Some organizations think getting pay right is about finding market data and then tracking the market with their compensation. These organizations haven’t made a lot of intentional decisions about how and why they pay the way they do.

The truth is the way you pay sends a message to employees about what your organization values and whether you care about them. You can’t stand out by following the pack. And you also run the risk of overspending for certain positions and becoming uncompetitive with others. At a time when job seekers have many choices in terms of where they commit their talents, why would they choose you?

At this time, it is paramount to put a stake in the ground. Decide what you value as an organization, what you want to reward, and what your unique selling points are to employees and prospective candidates. Think about how you can align your rewards to your company values. Then, take all of these answers and incorporate them into a formal compensation philosophy statement.
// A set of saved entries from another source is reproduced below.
//! Reporting tables describing a set of variables.

use super::registry::{Registry, RegistryError};
use crate::units::Unit;

use itertools::Itertools;
use serde::Serialize;

use std::fmt::{self, Formatter, Display};

/// One line of a [`MetadataTable`].
#[derive(Debug, Clone, PartialEq, Serialize)]
pub struct MetadataRow {
  pub label: String,
  pub name: String,
  pub description: String,
  pub default: Option<f64>,
  pub unit: Unit,
}

/// Metadata for a chosen list of variables, in the order they were
/// requested. Renders as Markdown through [`Display`] or as the body
/// of a LaTeX `tabular` through [`MetadataTable::to_latex`].
#[derive(Debug, Clone, Default, PartialEq, Serialize)]
pub struct MetadataTable {
  rows: Vec<MetadataRow>,
}

const HEADERS: [&str; 5] = ["Symbol", "Name", "Description", "Default", "Unit"];

impl MetadataTable {
  pub fn from_registry<'a, I>(registry: &Registry, names: I) -> Result<Self, RegistryError>
  where I: IntoIterator<Item = &'a str> {
    let rows = names.into_iter()
      .map(|name| -> Result<MetadataRow, RegistryError> {
        let var = registry.lookup(name)?;
        Ok(MetadataRow {
          label: var.display_label().to_owned(),
          name: var.name().to_owned(),
          description: var.description().to_owned(),
          default: var.default(),
          unit: *var.unit(),
        })
      })
      .collect::<Result<Vec<_>, _>>()?;
    Ok(Self { rows })
  }

  pub fn rows(&self) -> &[MetadataRow] {
    &self.rows
  }

  pub fn to_latex(&self) -> String {
    let mut lines = vec![format!("{} \\\\", HEADERS.join(" & ")), String::from(r"\hline")];
    lines.extend(self.rows.iter().map(|row| {
      format!(
        "${}$ & {} & {} & {} & ${}$ \\\\",
        row.label,
        row.name.replace('_', r"\_"),
        row.description,
        format_default(row.default),
        row.unit.to_latex(),
      )
    }));
    lines.join("\n")
  }
}

/// Very small and very large defaults use scientific notation, as in
/// `5.67e-8`.
fn format_default(default: Option<f64>) -> String {
  match default {
    Some(value) if value != 0.0 && !(1e-3..1e6).contains(&value.abs()) => format!("{:e}", value),
    Some(value) => value.to_string(),
    None => String::from("-"),
  }
}

impl Display for MetadataTable {
  fn fmt(&self, f: &mut Formatter) -> fmt::Result {
    writeln!(f, "| {} |", HEADERS.join(" | "))?;
    writeln!(f, "|{}|", HEADERS.iter().map(|_| "---").join("|"))?;
    for row in &self.rows {
      writeln!(
        f,
        "| ${}$ | {} | {} | {} | {} |",
        row.label,
        row.name,
        row.description,
        format_default(row.default),
        row.unit,
      )?;
    }
    Ok(())
  }
}

#[cfg(test)]
mod tests {
  use super::*;
  use crate::variables::physics::thermodynamics;

  fn registry() -> Registry {
    let mut registry = Registry::new();
    thermodynamics::register(&mut registry).unwrap();
    registry
  }

  #[test]
  fn test_rows_follow_requested_order() {
    let table = MetadataTable::from_registry(&registry(), ["T_a", "g"]).unwrap();
    let names: Vec<_> = table.rows().iter().map(|row| row.name.as_str()).collect();
    assert_eq!(names, vec!["T_a", "g"]);
    assert_eq!(table.rows()[1].default, Some(9.81));
  }

  #[test]
  fn test_unknown_name_fails() {
    let err = MetadataTable::from_registry(&registry(), ["g", "not_a_variable"]).unwrap_err();
    assert_eq!(err, RegistryError::UnknownVariable { name: String::from("not_a_variable") });
  }

  #[test]
  fn test_markdown() {
    let table = MetadataTable::from_registry(&registry(), ["g", "T_a"]).unwrap();
    assert_eq!(
      table.to_string(),
      "| Symbol | Name | Description | Default | Unit |\n\
       |---|---|---|---|---|\n\
       | $g$ | g | Gravitational acceleration (9.81) | 9.81 | m / s^2 |\n\
       | $T_a$ | T_a | Air temperature | - | K |\n",
    );
  }

  #[test]
  fn test_latex() {
    let table = MetadataTable::from_registry(&registry(), ["lambda_E"]).unwrap();
    assert_eq!(
      table.to_latex(),
      "Symbol & Name & Description & Default & Unit \\\\\n\
       \\hline\n\
       $\\lambda_E$ & lambda\\_E & Latent heat of evaporation (2.45e6) & 2.45e6 & $\\mathrm{m}^{2}\\,\\mathrm{s}^{-2}$ \\\\",
    );
  }

  #[test]
  fn test_format_default() {
    assert_eq!(format_default(Some(5.67e-8)), "5.67e-8");
    assert_eq!(format_default(Some(2.45e6)), "2.45e6");
    assert_eq!(format_default(Some(-3.5e7)), "-3.5e7");
    assert_eq!(format_default(Some(1010.0)), "1010");
    assert_eq!(format_default(Some(0.028)), "0.028");
    assert_eq!(format_default(Some(0.0)), "0");
    assert_eq!(format_default(None), "-");
  }

  #[test]
  fn test_markdown_small_default() {
    let table = MetadataTable::from_registry(&registry(), ["sigm"]).unwrap();
    let row = table.to_string().lines().nth(2).unwrap().to_owned();
    assert_eq!(row, r"| $\sigma$ | sigm | Stefan-Boltzmann constant (5.67e-8) | 5.67e-8 | kg / s^3 K^4 |");
  }

  #[test]
  fn test_empty_table_has_only_headers() {
    let table = MetadataTable::from_registry(&registry(), []).unwrap();
    assert!(table.rows().is_empty());
    assert_eq!(table.to_string().lines().count(), 2);
  }
}
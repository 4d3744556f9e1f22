
use super::dimension::{BaseDimension, NDIMS};
use crate::util::zip_with;

use itertools::Itertools;
use num::{CheckedAdd, CheckedMul, CheckedSub, One, Zero};
use num::pow::Pow;
use num::rational::Rational64;
use serde::{Serialize, Serializer};

use std::fmt::{self, Formatter, Display};
use std::ops::{Mul, Div};

/// The power to which a base dimension is raised inside a [`Unit`].
/// Always stored in lowest terms.
pub type Exponent = Rational64;

/// A unit is a formal product and quotient of [`BaseDimension`]
/// values, each raised to a rational power.
///
/// Units are plain values. Two units are equal exactly when every
/// base dimension carries the same exponent, so `J / (K kg)` built
/// from joules and `m^2 / s^2 K` built from base units compare equal.
///
/// The `*`, `/` and `pow` operators panic if an exponent overflows
/// `i64`, like integer arithmetic. The `checked_*` methods return
/// `None` instead.
#[derive(Debug, Clone, Copy, PartialEq, Eq, Hash)]
pub struct Unit {
  exponents: [Exponent; NDIMS],
}

impl Unit {
  /// The atomic unit for a single base dimension.
  pub fn singleton(base: BaseDimension) -> Self {
    let mut exponents = [Exponent::zero(); NDIMS];
    exponents[base.dimension_index()] = Exponent::one();
    Self { exponents }
  }

  pub fn dimensionless() -> Self {
    Self { exponents: [Exponent::zero(); NDIMS] }
  }

  pub fn exponent(&self, base: BaseDimension) -> Exponent {
    self.exponents[base.dimension_index()]
  }

  pub fn is_dimensionless(&self) -> bool {
    self.is_one()
  }

  /// Two units are compatible if quantities in them can be added or
  /// compared. Since units here carry no scale factor, this is the
  /// same as equality.
  pub fn is_compatible(&self, other: &Unit) -> bool {
    self == other
  }

  /// Non-zero exponents, in [`BaseDimension::ALL`] order.
  pub fn components(&self) -> impl Iterator<Item = (BaseDimension, Exponent)> + '_ {
    BaseDimension::ALL.iter()
      .copied()
      .zip(self.exponents.iter().copied())
      .filter(|(_, x)| !x.is_zero())
  }

  pub fn recip(self) -> Self {
    self.pow(-1)
  }

  pub fn checked_mul(self, rhs: Unit) -> Option<Unit> {
    self.try_combine(rhs, |a, b| a.checked_add(&b))
  }

  pub fn checked_div(self, rhs: Unit) -> Option<Unit> {
    self.try_combine(rhs, |a, b| a.checked_sub(&b))
  }

  pub fn checked_pow(self, power: Exponent) -> Option<Unit> {
    self.try_combine(Unit::dimensionless(), |a, _| a.checked_mul(&power))
  }

  pub fn checked_recip(self) -> Option<Unit> {
    self.checked_pow(-Exponent::one())
  }

  fn try_combine<F>(self, rhs: Unit, mut f: F) -> Option<Unit>
  where F: FnMut(Exponent, Exponent) -> Option<Exponent> {
    let mut exponents = self.exponents;
    for (x, y) in exponents.iter_mut().zip(rhs.exponents) {
      *x = f(*x, y)?;
    }
    Some(Unit { exponents })
  }

  /// Renders the unit for a LaTeX math environment, with negative
  /// exponents instead of a fraction.
  pub fn to_latex(&self) -> String {
    if self.is_dimensionless() {
      return String::from("1");
    }
    self.components()
      .map(|(dim, power)| {
        if power.is_one() {
          format!(r"\mathrm{{{}}}", dim.si_symbol())
        } else {
          format!(r"\mathrm{{{}}}^{{{}}}", dim.si_symbol(), power)
        }
      })
      .join(r"\,")
  }
}

/// Formats `symbol` raised to the magnitude of `power`; the sign is
/// conveyed by which side of the fraction the term lands on.
fn format_power(symbol: &str, power: Exponent) -> String {
  let rendered = power.to_string();
  let magnitude = rendered.trim_start_matches('-');
  if magnitude == "1" {
    symbol.to_owned()
  } else if power.is_integer() {
    format!("{}^{}", symbol, magnitude)
  } else {
    format!("{}^({})", symbol, magnitude)
  }
}

impl Default for Unit {
  fn default() -> Self {
    Unit::dimensionless()
  }
}

impl From<BaseDimension> for Unit {
  fn from(base: BaseDimension) -> Self {
    Unit::singleton(base)
  }
}

impl Pow<Exponent> for Unit {
  type Output = Unit;

  fn pow(self, power: Exponent) -> Unit {
    Unit {
      exponents: self.exponents.map(|x| x * power),
    }
  }
}

impl Pow<i64> for Unit {
  type Output = Unit;

  fn pow(self, power: i64) -> Unit {
    self.pow(Exponent::from_integer(power))
  }
}

impl Pow<i64> for BaseDimension {
  type Output = Unit;

  fn pow(self, power: i64) -> Unit {
    Unit::singleton(self).pow(power)
  }
}

impl Mul for Unit {
  type Output = Self;

  fn mul(self, rhs: Self) -> Self {
    Unit {
      exponents: zip_with(self.exponents, rhs.exponents, |a, b| a + b),
    }
  }
}

impl Mul<BaseDimension> for Unit {
  type Output = Self;

  fn mul(self, rhs: BaseDimension) -> Self {
    self * Unit::singleton(rhs)
  }
}

impl Div for Unit {
  type Output = Self;

  fn div(self, rhs: Self) -> Self {
    Unit {
      exponents: zip_with(self.exponents, rhs.exponents, |a, b| a - b),
    }
  }
}

impl Div<BaseDimension> for Unit {
  type Output = Self;

  fn div(self, rhs: BaseDimension) -> Self {
    self / Unit::singleton(rhs)
  }
}

impl Mul for BaseDimension {
  type Output = Unit;

  fn mul(self, rhs: Self) -> Unit {
    Unit::singleton(self) * Unit::singleton(rhs)
  }
}

impl Mul<Unit> for BaseDimension {
  type Output = Unit;

  fn mul(self, rhs: Unit) -> Unit {
    Unit::singleton(self) * rhs
  }
}

impl Div for BaseDimension {
  type Output = Unit;

  fn div(self, rhs: Self) -> Unit {
    Unit::singleton(self) / Unit::singleton(rhs)
  }
}

impl Div<Unit> for BaseDimension {
  type Output = Unit;

  fn div(self, rhs: Unit) -> Unit {
    Unit::singleton(self) / rhs
  }
}

impl One for Unit {
  fn one() -> Self {
    Unit::dimensionless()
  }

  fn is_one(&self) -> bool {
    self.exponents.iter().all(|x| x.is_zero())
  }
}

impl Display for Unit {
  fn fmt(&self, f: &mut Formatter) -> fmt::Result {
    let mut numerator: Vec<String> = Vec::new();
    let mut denominator: Vec<String> = Vec::new();
    for (dim, power) in self.components() {
      if power > Exponent::zero() {
        numerator.push(format_power(dim.si_symbol(), power));
      } else {
        denominator.push(format_power(dim.si_symbol(), power));
      }
    }
    if numerator.is_empty() {
      write!(f, "1")?;
    } else {
      write!(f, "{}", numerator.join(" "))?;
    }
    if !denominator.is_empty() {
      write!(f, " / {}", denominator.join(" "))?;
    }
    Ok(())
  }
}

impl Serialize for Unit {
  fn serialize<S: Serializer>(&self, serializer: S) -> Result<S::Ok, S::Error> {
    serializer.collect_str(self)
  }
}

#[cfg(test)]
mod tests {
  use super::*;
  use BaseDimension::*;

  fn half() -> Exponent {
    Exponent::new(1, 2)
  }

  fn sample_units() -> Vec<Unit> {
    vec![
      Unit::one(),
      Unit::from(Mass),
      Length / Time,
      Mass * Length.pow(2) / Time.pow(2),
      Mass / (Temperature.pow(4) * Time.pow(3)),
      Unit::from(AmountOfSubstance).pow(half()) * Temperature,
    ]
  }

  #[test]
  fn test_singleton() {
    let unit = Unit::singleton(Time);
    assert_eq!(unit.exponent(Time), Exponent::one());
    assert_eq!(unit.exponent(Mass), Exponent::zero());
    assert_eq!(unit.components().collect::<Vec<_>>(), vec![(Time, Exponent::one())]);
  }

  #[test]
  fn test_pow() {
    let unit = (Length / Time).pow(-2);
    assert_eq!(unit.exponent(Length), Exponent::from_integer(-2));
    assert_eq!(unit.exponent(Time), Exponent::from_integer(2));
    assert_eq!((Length / Time).pow(0), Unit::one());
  }

  #[test]
  fn test_fractional_pow() {
    let unit = Length.pow(2).pow(half());
    assert_eq!(unit, Unit::from(Length));
    let unit = Unit::from(Mass).pow(half());
    assert_eq!(unit.exponent(Mass), half());
  }

  #[test]
  fn test_pow_one_is_identity() {
    for unit in sample_units() {
      assert_eq!(unit.pow(1), unit);
    }
  }

  #[test]
  fn test_mul_by_reciprocal_is_dimensionless() {
    for unit in sample_units() {
      assert_eq!(unit * unit.pow(-1), Unit::one());
      assert!((unit * unit.recip()).is_dimensionless());
      assert_eq!(unit / unit, Unit::one());
    }
  }

  #[test]
  fn test_mul_is_commutative_and_associative() {
    let units = sample_units();
    for a in &units {
      for b in &units {
        assert_eq!(*a * *b, *b * *a);
        for c in &units {
          assert_eq!((*a * *b) * *c, *a * (*b * *c));
        }
      }
    }
  }

  #[test]
  fn test_mul_and_div() {
    let energy = Mass * Length.pow(2) / Time.pow(2);
    assert_eq!(energy.exponent(Mass), Exponent::one());
    assert_eq!(energy.exponent(Length), Exponent::from_integer(2));
    assert_eq!(energy.exponent(Time), Exponent::from_integer(-2));
    assert_eq!(energy.exponent(Temperature), Exponent::zero());
  }

  #[test]
  fn test_is_compatible() {
    assert!((Length / Time).is_compatible(&(Length * Time.pow(-1))));
    assert!(!(Length / Time).is_compatible(&(Length / Time.pow(2))));
  }

  #[test]
  fn test_display_on_one() {
    assert_eq!(Unit::one().to_string(), "1");
  }

  #[test]
  fn test_display_on_singleton() {
    assert_eq!(Unit::from(Temperature).to_string(), "K");
  }

  #[test]
  fn test_display_on_composite() {
    let unit = Mass * Length.pow(2) / (Time.pow(2) * Temperature);
    assert_eq!(unit.to_string(), "kg m^2 / s^2 K");
    assert_eq!(Time.pow(-1).to_string(), "1 / s");
  }

  #[test]
  fn test_display_on_fractional_power() {
    let unit = Unit::from(Length).pow(half()) / Unit::from(Time).pow(Exponent::new(3, 2));
    assert_eq!(unit.to_string(), "m^(1/2) / s^(3/2)");
  }

  #[test]
  fn test_checked_operations() {
    let velocity = Length / Time;
    assert_eq!(velocity.checked_mul(Unit::from(Time)), Some(Unit::from(Length)));
    assert_eq!(velocity.checked_div(velocity), Some(Unit::one()));
    assert_eq!(velocity.checked_pow(half()), Some(velocity.pow(half())));
    assert_eq!(velocity.checked_recip(), Some(Time / Length));
  }

  #[test]
  fn test_checked_operations_detect_overflow() {
    let huge = Length.pow(i64::MAX);
    assert_eq!(huge.checked_mul(Unit::from(Length)), None);
    assert_eq!(huge.checked_pow(Exponent::from_integer(2)), None);
    assert_eq!(Length.pow(i64::MIN).checked_div(Unit::from(Length)), None);
    assert_eq!(Length.pow(i64::MIN).checked_recip(), None);
  }

  #[test]
  fn test_display_on_extreme_powers() {
    assert_eq!(Length.pow(i64::MAX).to_string(), "m^9223372036854775807");
    assert_eq!(Length.pow(i64::MIN).to_string(), "1 / m^9223372036854775808");
    assert_eq!(Length.pow(i64::MIN).to_latex(), r"\mathrm{m}^{-9223372036854775808}");
  }

  #[test]
  fn test_to_latex() {
    assert_eq!(Unit::one().to_latex(), "1");
    assert_eq!((Length / Time.pow(2)).to_latex(), r"\mathrm{m}\,\mathrm{s}^{-2}");
    assert_eq!(Unit::from(Mass).pow(half()).to_latex(), r"\mathrm{kg}^{1/2}");
  }

  #[test]
  fn test_serialize_as_display_string() {
    let json = serde_json::to_string(&(Mass / Length.pow(3))).unwrap();
    assert_eq!(json, "\"kg / m^3\"");
  }
}
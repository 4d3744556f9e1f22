
//! Symbolic physical units, built as products of powers of base
//! dimensions.

pub mod dimension;
pub mod si;
pub mod unit;

pub use dimension::{BaseDimension, UnknownDimensionError};
pub use unit::{Exponent, Unit};

/// The atomic unit for the base dimension named by `symbol`, which
/// may be a dimension name (`"length"`) or an SI symbol (`"m"`).
pub fn base(symbol: &str) -> Result<Unit, UnknownDimensionError> {
  BaseDimension::from_symbol(symbol).map(Unit::singleton)
}
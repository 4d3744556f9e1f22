
//! Command line access to the thermodynamics variable catalog.

use essm::variables::{thermodynamics, MetadataTable, Registry};

use anyhow::Context;
use clap::{Parser, Subcommand, ValueEnum};
use tracing::Level;
use tracing_subscriber::FmtSubscriber;

#[derive(Parser)]
#[command(name = "essm-catalog")]
#[command(version = env!("CARGO_PKG_VERSION"))]
#[command(about = "Inspect the thermodynamics variable catalog", long_about = None)]
struct Cli {
  /// Log level (trace, debug, info, warn, error)
  #[arg(short, long, default_value = "warn")]
  log_level: Level,

  #[command(subcommand)]
  command: Commands,
}

#[derive(Subcommand)]
enum Commands {
  /// Print the name of every variable
  List,
  /// Print the full descriptor of each named variable as JSON
  Show {
    #[arg(required = true)]
    names: Vec<String>,
  },
  /// Print a metadata table for the named variables, or for all of them
  Table {
    #[arg(short, long, value_enum, default_value_t = TableFormat::Markdown)]
    format: TableFormat,
    names: Vec<String>,
  },
}

#[derive(Debug, Clone, Copy, PartialEq, Eq, ValueEnum)]
enum TableFormat {
  Markdown,
  Latex,
  Json,
}

fn main() -> anyhow::Result<()> {
  let cli = Cli::parse();

  let subscriber = FmtSubscriber::builder()
    .with_max_level(cli.log_level)
    .with_target(false)
    .with_writer(std::io::stderr)
    .finish();
  tracing::subscriber::set_global_default(subscriber)?;

  let registry = thermodynamics().context("Failed to load the thermodynamics catalog")?;
  match cli.command {
    Commands::List => {
      for name in registry.all_names() {
        println!("{}", name);
      }
    }
    Commands::Show { names } => {
      println!("{}", show(registry, &names)?);
    }
    Commands::Table { format, names } => {
      println!("{}", table(registry, &names, format)?);
    }
  }
  Ok(())
}

fn show(registry: &Registry, names: &[String]) -> anyhow::Result<String> {
  let variables = names.iter()
    .map(|name| registry.lookup(name))
    .collect::<Result<Vec<_>, _>>()?;
  Ok(serde_json::to_string_pretty(&variables)?)
}

fn table(registry: &Registry, names: &[String], format: TableFormat) -> anyhow::Result<String> {
  let table = if names.is_empty() {
    MetadataTable::from_registry(registry, registry.all_names())?
  } else {
    MetadataTable::from_registry(registry, names.iter().map(String::as_str))?
  };
  let output = match format {
    TableFormat::Markdown => table.to_string(),
    TableFormat::Latex => table.to_latex(),
    TableFormat::Json => serde_json::to_string_pretty(&table)?,
  };
  Ok(output)
}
Example Companies That Are Breaking Out From the Pack

Everyone knows wages tend to be low for retail workers and those in the food & beverage industry. Many employers pay their entry-level associates workers just barely above minimum wage. Yet, multiple brands, including Costco, Gap Inc, Patagonia, Trader Joe’s’, In-N-Out Burger, Chobani and others have decided to buck the trend and pay their workers a living wage. A living wage is one that covers the basic necessities: food, water, housing, health care, education, clothing, transportation and child care, and the amount varies by location. Many of these businesses have gotten public recognition for their commitments.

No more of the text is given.